Massachusetts securities regulators are looking into how broker-dealers route orders to certain exchanges offering rebates and if this practice leads to “something less than best execution” for investors while generating funds for BDs that “direct order flow to those exchanges.”
Inquiry letters about the matter have been sent to Charles Schwab, Scottrade, TD Ameritrade, Fidelity Brokerage Services, E-Trade Securities, Edward D. Jones and Morgan Stanley. TD Ameritrade says it does not comment on regulatory matters, while Edward Jones says it has not yet received the letter; Morgan Stanley declined to comment.
Yale Law professor Jonathan Macey and Yale CIO David Swensen argued last month in The New York Times that brokerage firms are choosing exchanges that pay kickbacks and “to fleece the hundreds of millions of Americans who have money invested in company pension plans, mutual funds and insurance policies.”

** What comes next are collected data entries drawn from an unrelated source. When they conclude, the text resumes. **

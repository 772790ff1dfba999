//! Content digests used to verify fixtures and tag stored files.

use sha1::{Digest, Sha1};
use sha2::Sha256;

/// Hash algorithm of an expected digest.
#[derive(Debug, Clone, Copy, PartialEq, Eq, serde::Serialize)]
#[serde(rename_all = "lowercase")]
pub enum DigestAlgorithm {
    Sha1,
    Sha256,
}

impl DigestAlgorithm {
    /// Infer the algorithm from the length of a hex digest.
    pub fn from_hex_len(len: usize) -> Option<Self> {
        match len {
            40 => Some(DigestAlgorithm::Sha1),
            64 => Some(DigestAlgorithm::Sha256),
            _ => None,
        }
    }

    /// Hex-encoded digest of `data`.
    pub fn hex_digest(&self, data: &[u8]) -> String {
        match self {
            DigestAlgorithm::Sha1 => sha1_hex(data),
            DigestAlgorithm::Sha256 => hex::encode(Sha256::digest(data)),
        }
    }

    pub const fn name(&self) -> &'static str {
        match self {
            DigestAlgorithm::Sha1 => "sha1",
            DigestAlgorithm::Sha256 => "sha256",
        }
    }
}

/// Lowercase hex SHA-1 of `data`.
pub fn sha1_hex(data: &[u8]) -> String {
    hex::encode(Sha1::digest(data))
}

/// Whether `hex` is a well-formed digest for some supported algorithm.
pub fn is_hex_digest(hex: &str) -> bool {
    DigestAlgorithm::from_hex_len(hex.len()).is_some()
        && hex.bytes().all(|b| b.is_ascii_hexdigit())
}
//! Byte-range access to file content.
//!
//! Container parsers only ever ask for `(offset, len)` windows, so they work
//! the same whether the bytes come from the file store or a local cache file.

mod memory;
mod range_reader;

pub use memory::MemoryReader;
pub use range_reader::RangeReader;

Commonwealth Secretary William Galvin, Massachusetts’ top securities regulator, said, “My office is looking into the veracity of these assertions and whether the brokers are meeting their best execution obligation to their customers.”
Macey and Swensen assert: “Although the harm suffered on each trade is minuscule — fractions of a cent per share — the aggregate kickbacks amount to billions of dollars a year. The diffuse harm to individuals and the concentrated benefit to Wall Street create yet another way in which the system is rigged, justifiably eroding public confidence in the fairness of the financial system.”
Galvin said that institutional brokers have the responsibility of placing “millions of dollars of average investors’ life savings in their employers’ pension plans, as well as in mutual funds and variable annuities.”